**Aim of the task:** Every line of the entries below that carries the string "stderr" should be copied.

**Given data:**

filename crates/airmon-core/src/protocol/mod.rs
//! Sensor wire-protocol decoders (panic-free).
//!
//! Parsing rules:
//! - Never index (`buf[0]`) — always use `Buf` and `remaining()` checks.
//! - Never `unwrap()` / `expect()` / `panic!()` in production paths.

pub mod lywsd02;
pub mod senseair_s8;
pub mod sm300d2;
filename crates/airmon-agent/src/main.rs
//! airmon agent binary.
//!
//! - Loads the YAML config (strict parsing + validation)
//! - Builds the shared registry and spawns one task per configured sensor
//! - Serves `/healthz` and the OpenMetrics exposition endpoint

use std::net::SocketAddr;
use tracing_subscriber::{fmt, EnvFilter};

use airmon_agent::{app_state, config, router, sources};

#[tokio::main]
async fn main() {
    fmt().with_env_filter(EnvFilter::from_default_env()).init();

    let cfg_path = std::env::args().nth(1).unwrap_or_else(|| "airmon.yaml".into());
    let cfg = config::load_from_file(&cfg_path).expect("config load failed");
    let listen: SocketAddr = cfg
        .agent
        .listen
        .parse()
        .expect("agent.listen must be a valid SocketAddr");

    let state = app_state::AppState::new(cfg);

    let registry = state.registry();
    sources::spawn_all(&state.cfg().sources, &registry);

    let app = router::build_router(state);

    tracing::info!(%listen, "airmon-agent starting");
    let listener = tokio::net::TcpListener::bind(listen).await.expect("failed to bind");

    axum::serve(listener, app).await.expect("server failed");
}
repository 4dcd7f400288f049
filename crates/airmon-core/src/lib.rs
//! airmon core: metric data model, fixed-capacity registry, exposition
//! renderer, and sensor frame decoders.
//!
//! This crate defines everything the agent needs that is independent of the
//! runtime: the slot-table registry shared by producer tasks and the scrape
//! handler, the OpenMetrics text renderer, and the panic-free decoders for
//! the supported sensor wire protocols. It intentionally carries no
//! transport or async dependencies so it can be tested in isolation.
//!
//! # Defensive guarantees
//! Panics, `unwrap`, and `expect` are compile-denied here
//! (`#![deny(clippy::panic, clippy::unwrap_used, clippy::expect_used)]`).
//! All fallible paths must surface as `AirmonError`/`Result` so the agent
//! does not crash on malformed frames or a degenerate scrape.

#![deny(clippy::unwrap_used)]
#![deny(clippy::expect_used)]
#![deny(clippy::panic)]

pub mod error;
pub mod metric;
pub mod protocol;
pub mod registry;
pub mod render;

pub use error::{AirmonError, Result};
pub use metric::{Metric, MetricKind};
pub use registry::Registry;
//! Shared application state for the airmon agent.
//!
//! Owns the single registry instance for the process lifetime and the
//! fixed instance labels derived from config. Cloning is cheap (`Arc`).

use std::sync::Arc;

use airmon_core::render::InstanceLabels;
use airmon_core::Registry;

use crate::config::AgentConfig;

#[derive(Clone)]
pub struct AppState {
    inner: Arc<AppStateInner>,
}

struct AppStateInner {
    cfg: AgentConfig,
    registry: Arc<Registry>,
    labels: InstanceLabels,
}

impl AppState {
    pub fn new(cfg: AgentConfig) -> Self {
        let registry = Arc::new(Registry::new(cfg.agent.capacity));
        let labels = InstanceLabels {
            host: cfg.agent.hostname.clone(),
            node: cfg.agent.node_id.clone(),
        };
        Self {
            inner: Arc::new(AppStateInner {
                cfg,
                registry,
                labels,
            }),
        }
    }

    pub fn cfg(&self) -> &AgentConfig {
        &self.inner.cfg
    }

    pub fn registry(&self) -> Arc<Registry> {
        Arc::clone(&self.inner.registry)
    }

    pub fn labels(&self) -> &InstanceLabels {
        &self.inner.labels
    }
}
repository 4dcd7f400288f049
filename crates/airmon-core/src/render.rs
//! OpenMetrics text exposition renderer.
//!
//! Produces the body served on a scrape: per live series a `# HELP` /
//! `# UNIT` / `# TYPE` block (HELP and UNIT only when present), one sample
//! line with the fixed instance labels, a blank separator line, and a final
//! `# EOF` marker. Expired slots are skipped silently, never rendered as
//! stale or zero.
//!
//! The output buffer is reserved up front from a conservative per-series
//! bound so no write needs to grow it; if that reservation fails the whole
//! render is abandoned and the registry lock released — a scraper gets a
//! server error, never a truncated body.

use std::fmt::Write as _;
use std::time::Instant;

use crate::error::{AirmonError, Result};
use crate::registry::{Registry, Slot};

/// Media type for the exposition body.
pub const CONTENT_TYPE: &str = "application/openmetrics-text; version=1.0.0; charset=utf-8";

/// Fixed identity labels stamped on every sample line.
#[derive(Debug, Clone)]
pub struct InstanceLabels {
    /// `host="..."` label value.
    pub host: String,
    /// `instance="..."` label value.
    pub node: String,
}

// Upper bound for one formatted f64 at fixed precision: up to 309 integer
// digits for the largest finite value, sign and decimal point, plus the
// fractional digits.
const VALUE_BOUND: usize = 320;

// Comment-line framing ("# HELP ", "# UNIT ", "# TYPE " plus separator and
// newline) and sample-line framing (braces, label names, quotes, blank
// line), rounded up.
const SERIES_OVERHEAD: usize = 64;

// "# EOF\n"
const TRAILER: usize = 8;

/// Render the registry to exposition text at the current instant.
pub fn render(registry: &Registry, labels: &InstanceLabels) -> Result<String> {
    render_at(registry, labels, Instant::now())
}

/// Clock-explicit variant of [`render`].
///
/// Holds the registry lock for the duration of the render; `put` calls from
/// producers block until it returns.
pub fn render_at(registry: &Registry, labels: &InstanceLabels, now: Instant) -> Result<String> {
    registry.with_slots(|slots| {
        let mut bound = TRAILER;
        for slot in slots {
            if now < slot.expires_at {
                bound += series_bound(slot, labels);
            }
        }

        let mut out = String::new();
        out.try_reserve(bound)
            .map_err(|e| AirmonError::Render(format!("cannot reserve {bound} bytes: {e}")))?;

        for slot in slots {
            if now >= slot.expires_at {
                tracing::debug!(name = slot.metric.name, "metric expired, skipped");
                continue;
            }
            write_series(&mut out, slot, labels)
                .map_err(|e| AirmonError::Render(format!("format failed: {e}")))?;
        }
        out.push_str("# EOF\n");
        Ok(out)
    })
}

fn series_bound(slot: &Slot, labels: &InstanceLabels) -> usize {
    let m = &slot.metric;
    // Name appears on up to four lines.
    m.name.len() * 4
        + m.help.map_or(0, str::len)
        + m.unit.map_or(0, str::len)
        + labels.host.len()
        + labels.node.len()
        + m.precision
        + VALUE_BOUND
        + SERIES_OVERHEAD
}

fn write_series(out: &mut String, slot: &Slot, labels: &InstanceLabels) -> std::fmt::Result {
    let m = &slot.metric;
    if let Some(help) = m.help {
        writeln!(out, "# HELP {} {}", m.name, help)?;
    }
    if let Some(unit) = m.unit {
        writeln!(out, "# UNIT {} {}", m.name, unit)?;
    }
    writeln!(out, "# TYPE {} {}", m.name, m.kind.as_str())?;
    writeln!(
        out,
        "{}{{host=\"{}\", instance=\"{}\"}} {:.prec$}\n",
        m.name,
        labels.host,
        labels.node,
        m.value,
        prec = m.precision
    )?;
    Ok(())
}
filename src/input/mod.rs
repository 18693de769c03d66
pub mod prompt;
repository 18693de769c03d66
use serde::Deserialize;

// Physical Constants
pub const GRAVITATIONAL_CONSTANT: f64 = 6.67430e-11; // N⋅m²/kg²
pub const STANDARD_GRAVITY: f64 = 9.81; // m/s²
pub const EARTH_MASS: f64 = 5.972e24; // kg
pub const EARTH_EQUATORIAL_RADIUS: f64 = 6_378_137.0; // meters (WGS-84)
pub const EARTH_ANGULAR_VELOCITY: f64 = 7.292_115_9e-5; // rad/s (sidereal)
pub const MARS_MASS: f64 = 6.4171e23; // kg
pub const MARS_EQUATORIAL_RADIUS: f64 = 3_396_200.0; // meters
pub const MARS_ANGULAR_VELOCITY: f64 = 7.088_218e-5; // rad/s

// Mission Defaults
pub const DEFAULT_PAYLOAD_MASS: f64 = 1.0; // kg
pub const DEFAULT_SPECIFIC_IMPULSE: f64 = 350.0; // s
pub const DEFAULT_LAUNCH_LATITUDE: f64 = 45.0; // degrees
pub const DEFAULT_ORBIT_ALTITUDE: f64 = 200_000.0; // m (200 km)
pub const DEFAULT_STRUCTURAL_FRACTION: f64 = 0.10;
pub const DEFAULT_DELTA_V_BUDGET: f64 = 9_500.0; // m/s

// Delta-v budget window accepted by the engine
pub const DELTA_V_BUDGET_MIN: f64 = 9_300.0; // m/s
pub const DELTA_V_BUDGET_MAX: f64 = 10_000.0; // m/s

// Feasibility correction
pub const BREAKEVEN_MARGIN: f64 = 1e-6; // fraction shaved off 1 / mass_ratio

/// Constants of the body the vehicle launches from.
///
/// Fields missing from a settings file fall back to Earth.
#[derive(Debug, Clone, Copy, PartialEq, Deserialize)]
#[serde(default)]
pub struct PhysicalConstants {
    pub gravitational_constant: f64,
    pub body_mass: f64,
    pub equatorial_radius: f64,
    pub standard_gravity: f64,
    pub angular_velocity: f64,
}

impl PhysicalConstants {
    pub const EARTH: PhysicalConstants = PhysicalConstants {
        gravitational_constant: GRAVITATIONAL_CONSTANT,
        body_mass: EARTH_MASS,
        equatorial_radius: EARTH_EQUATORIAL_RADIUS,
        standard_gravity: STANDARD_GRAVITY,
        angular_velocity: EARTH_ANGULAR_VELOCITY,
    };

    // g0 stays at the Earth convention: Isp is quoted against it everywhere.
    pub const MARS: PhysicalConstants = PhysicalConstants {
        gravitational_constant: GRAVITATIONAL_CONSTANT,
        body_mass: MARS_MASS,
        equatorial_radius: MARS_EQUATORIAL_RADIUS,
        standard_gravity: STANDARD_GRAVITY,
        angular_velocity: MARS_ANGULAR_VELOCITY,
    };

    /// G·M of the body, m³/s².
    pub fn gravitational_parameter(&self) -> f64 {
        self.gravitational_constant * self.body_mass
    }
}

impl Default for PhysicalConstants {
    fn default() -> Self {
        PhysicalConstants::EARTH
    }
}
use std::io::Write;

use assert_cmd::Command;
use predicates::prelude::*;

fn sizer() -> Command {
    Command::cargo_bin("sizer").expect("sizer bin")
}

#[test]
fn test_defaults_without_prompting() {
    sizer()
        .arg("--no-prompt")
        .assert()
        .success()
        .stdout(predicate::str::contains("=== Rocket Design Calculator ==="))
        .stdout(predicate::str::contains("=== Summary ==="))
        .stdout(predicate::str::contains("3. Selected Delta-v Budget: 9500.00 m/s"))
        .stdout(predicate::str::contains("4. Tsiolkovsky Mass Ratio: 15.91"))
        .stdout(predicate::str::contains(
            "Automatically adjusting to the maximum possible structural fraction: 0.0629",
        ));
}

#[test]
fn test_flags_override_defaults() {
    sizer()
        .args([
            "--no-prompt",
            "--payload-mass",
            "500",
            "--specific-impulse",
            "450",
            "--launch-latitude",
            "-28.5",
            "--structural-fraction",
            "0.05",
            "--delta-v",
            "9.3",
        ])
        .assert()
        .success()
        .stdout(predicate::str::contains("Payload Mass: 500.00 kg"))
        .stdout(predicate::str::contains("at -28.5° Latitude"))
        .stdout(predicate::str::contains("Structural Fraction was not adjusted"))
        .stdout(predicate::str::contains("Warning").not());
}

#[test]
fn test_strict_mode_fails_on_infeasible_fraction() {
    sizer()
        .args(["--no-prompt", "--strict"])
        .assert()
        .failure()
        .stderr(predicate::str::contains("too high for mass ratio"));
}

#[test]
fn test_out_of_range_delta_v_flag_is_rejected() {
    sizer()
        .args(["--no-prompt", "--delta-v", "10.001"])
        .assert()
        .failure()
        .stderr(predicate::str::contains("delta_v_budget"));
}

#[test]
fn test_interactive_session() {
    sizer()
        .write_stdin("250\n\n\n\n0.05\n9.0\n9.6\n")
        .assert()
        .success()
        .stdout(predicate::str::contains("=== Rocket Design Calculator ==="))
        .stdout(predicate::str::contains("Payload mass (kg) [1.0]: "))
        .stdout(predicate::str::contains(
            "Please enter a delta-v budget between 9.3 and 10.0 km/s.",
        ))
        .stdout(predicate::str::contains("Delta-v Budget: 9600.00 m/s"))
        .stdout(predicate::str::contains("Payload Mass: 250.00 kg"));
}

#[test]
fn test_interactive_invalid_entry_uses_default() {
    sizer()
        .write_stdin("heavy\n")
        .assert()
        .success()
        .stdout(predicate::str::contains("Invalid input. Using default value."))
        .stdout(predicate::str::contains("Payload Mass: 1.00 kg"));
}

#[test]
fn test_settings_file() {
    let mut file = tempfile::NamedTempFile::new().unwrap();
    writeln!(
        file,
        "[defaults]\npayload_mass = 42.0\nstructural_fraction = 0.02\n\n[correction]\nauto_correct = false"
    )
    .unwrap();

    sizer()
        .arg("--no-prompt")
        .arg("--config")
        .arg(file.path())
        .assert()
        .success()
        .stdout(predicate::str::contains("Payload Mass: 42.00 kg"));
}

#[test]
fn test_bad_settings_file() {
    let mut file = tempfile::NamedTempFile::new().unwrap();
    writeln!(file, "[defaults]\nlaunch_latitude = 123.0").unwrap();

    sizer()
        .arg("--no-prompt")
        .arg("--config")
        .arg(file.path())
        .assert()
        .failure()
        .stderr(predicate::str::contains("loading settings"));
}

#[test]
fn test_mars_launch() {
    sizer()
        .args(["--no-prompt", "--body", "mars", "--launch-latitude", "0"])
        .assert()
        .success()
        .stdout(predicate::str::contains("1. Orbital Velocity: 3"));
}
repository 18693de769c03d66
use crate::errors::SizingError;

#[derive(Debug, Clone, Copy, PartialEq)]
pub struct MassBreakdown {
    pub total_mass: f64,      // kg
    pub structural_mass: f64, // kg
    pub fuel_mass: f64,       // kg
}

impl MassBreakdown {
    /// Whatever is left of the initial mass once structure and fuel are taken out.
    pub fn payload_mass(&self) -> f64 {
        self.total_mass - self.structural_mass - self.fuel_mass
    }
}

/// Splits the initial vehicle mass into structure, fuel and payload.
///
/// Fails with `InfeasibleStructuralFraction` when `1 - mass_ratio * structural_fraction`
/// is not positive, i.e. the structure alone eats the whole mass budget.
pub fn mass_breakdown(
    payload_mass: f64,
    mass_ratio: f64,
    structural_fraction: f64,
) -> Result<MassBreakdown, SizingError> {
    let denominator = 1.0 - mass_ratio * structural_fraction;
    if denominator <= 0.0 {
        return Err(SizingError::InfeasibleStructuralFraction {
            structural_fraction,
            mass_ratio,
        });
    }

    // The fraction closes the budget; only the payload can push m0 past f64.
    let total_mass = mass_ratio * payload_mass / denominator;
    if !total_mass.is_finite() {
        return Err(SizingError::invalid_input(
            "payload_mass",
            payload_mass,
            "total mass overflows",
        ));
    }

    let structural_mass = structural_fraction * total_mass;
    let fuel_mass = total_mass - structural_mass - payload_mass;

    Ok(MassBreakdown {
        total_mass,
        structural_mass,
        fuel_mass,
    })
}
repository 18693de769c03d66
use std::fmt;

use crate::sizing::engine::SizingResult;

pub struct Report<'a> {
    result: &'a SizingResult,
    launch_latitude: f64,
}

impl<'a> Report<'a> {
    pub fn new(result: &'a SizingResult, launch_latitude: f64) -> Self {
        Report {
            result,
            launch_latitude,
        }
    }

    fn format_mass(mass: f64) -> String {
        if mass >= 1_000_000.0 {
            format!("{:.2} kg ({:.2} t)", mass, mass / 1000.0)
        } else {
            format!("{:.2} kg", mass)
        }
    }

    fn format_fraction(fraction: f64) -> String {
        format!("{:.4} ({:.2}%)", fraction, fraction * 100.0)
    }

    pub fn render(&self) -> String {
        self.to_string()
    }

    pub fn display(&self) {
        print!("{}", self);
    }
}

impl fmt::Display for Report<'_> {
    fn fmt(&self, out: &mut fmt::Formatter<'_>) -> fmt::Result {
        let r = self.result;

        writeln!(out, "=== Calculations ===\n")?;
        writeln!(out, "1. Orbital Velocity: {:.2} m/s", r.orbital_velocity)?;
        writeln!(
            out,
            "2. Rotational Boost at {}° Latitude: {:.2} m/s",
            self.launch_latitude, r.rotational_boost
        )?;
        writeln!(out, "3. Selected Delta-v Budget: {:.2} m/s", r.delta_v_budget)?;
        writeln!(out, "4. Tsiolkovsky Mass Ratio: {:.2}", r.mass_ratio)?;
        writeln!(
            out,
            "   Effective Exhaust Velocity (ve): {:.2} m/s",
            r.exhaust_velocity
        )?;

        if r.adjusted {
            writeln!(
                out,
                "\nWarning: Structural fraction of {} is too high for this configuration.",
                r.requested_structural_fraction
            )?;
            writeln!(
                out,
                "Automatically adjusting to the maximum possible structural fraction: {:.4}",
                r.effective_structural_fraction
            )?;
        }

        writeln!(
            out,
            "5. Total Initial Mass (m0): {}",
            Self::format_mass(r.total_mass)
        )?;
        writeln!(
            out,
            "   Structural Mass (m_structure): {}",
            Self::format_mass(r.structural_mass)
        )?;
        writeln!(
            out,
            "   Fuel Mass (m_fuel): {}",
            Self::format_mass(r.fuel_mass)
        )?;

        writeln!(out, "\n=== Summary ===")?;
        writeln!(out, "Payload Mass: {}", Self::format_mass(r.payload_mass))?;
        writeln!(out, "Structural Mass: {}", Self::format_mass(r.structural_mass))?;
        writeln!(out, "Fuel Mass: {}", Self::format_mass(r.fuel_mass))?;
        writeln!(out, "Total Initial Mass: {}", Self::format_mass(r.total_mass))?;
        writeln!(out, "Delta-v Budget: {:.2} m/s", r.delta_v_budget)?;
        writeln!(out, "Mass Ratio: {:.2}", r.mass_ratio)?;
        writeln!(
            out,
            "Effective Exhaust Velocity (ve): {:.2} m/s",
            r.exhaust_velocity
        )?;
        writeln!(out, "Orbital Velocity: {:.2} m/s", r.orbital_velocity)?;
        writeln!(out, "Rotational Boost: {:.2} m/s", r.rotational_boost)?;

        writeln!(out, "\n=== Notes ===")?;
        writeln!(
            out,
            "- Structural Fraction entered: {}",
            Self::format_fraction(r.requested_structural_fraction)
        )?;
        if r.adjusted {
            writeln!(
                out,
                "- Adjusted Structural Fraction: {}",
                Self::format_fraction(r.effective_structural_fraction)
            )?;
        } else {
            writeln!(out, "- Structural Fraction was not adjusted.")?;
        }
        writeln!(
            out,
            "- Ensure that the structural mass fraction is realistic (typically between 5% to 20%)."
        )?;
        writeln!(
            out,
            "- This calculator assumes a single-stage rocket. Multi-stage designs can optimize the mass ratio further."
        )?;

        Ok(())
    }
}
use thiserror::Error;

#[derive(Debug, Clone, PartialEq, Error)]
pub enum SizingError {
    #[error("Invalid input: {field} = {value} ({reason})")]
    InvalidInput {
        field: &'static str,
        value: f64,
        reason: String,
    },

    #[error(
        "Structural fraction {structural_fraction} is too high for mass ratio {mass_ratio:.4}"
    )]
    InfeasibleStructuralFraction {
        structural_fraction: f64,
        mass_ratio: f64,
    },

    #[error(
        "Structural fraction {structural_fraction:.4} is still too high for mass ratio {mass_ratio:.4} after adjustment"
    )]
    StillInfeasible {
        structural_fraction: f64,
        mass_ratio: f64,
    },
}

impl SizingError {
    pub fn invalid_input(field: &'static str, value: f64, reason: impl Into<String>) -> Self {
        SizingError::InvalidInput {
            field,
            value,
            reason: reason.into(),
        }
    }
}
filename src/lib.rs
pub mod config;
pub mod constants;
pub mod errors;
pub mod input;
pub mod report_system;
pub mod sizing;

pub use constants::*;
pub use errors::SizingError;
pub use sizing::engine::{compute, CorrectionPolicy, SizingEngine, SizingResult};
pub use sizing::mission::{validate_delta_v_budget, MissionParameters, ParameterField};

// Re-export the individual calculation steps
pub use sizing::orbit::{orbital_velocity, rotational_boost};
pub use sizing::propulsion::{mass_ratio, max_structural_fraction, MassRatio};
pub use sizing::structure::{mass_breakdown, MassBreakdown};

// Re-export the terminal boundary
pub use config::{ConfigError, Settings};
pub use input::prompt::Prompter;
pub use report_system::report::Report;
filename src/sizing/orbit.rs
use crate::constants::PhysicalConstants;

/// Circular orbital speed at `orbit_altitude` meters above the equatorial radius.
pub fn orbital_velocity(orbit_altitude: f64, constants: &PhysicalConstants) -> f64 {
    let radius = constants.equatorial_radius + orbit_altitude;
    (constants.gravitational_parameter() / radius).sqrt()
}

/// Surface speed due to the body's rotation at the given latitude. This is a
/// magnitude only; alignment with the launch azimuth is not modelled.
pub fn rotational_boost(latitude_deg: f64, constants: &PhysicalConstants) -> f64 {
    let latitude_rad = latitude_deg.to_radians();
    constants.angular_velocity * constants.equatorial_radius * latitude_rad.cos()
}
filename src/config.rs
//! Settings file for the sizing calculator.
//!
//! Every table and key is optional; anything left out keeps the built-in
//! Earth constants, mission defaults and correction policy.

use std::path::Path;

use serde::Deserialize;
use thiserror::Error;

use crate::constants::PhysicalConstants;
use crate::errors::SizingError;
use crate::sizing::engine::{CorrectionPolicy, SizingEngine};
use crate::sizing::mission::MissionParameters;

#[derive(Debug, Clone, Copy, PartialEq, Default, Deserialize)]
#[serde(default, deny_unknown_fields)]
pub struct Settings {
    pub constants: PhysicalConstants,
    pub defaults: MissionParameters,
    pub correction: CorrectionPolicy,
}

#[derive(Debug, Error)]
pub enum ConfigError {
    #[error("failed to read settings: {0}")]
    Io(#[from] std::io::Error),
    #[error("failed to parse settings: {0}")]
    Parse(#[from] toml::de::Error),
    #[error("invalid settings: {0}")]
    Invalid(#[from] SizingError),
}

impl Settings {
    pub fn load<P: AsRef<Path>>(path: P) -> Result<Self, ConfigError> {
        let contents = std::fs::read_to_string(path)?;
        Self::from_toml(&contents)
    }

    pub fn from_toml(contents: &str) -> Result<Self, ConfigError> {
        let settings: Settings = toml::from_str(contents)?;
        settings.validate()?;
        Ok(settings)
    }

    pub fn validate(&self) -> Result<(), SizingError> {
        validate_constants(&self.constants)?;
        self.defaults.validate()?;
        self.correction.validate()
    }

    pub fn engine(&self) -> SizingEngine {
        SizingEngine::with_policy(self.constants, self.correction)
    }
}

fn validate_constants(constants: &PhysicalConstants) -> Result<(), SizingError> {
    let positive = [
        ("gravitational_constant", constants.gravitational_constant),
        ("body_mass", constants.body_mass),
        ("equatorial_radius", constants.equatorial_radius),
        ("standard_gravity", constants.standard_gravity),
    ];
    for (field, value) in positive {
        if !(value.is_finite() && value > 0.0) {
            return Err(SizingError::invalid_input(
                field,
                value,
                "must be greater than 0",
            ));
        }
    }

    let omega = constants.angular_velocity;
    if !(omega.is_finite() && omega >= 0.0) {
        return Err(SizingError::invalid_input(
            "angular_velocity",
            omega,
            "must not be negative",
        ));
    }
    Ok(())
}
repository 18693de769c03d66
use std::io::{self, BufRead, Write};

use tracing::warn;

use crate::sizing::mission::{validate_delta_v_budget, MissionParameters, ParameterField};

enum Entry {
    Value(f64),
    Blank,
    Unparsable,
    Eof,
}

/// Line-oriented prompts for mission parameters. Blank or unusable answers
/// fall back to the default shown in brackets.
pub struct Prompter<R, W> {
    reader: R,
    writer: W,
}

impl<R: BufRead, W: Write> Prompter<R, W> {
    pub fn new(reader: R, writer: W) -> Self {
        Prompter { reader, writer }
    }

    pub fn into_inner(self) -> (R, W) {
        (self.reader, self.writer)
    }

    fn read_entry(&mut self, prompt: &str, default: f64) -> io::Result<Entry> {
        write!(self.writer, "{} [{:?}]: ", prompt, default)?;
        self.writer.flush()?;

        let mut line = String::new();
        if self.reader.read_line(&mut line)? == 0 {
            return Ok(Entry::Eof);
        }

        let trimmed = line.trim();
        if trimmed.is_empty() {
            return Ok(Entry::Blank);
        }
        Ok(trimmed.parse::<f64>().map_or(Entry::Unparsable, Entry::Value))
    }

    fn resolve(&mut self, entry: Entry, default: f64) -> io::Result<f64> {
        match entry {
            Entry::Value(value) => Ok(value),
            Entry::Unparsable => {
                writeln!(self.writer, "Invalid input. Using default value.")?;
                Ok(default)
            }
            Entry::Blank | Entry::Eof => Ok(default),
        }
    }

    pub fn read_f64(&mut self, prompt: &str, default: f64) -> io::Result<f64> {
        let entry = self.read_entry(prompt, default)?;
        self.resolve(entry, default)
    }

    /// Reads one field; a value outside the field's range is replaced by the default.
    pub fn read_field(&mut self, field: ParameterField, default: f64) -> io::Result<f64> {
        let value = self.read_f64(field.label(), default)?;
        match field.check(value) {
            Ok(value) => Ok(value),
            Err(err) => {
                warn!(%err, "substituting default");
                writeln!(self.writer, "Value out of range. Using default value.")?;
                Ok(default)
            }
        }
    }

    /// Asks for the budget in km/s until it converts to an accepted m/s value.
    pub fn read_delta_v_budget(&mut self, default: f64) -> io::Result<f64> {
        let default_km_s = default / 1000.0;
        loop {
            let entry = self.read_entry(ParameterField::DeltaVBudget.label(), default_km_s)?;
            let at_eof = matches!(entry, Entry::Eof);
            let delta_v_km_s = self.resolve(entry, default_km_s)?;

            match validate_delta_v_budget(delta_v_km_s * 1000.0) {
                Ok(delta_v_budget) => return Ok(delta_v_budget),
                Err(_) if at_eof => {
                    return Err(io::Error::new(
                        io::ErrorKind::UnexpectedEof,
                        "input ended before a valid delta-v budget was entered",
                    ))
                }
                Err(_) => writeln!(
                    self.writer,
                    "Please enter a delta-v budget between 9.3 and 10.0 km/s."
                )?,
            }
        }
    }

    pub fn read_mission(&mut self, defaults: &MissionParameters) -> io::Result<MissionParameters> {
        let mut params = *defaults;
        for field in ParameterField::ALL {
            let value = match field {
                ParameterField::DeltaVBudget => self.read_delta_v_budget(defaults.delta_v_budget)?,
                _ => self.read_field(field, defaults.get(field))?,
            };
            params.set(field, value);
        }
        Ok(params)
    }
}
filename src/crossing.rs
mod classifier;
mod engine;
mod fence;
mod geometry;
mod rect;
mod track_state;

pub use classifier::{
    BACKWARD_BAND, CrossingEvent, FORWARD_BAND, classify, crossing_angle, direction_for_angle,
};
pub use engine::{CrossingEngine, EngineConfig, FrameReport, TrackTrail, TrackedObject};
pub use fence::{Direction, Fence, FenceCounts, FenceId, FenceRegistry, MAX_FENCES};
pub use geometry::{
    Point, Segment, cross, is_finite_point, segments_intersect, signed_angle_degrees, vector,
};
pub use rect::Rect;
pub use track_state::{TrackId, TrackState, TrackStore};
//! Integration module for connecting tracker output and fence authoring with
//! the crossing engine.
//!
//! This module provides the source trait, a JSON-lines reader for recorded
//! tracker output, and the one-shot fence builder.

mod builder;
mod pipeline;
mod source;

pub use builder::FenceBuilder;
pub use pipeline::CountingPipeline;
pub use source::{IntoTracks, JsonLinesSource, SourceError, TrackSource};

**Output for this task:**
        .stderr(predicate::str::contains("too high for mass ratio"));
        .stderr(predicate::str::contains("delta_v_budget"));
        .stderr(predicate::str::contains("loading settings"));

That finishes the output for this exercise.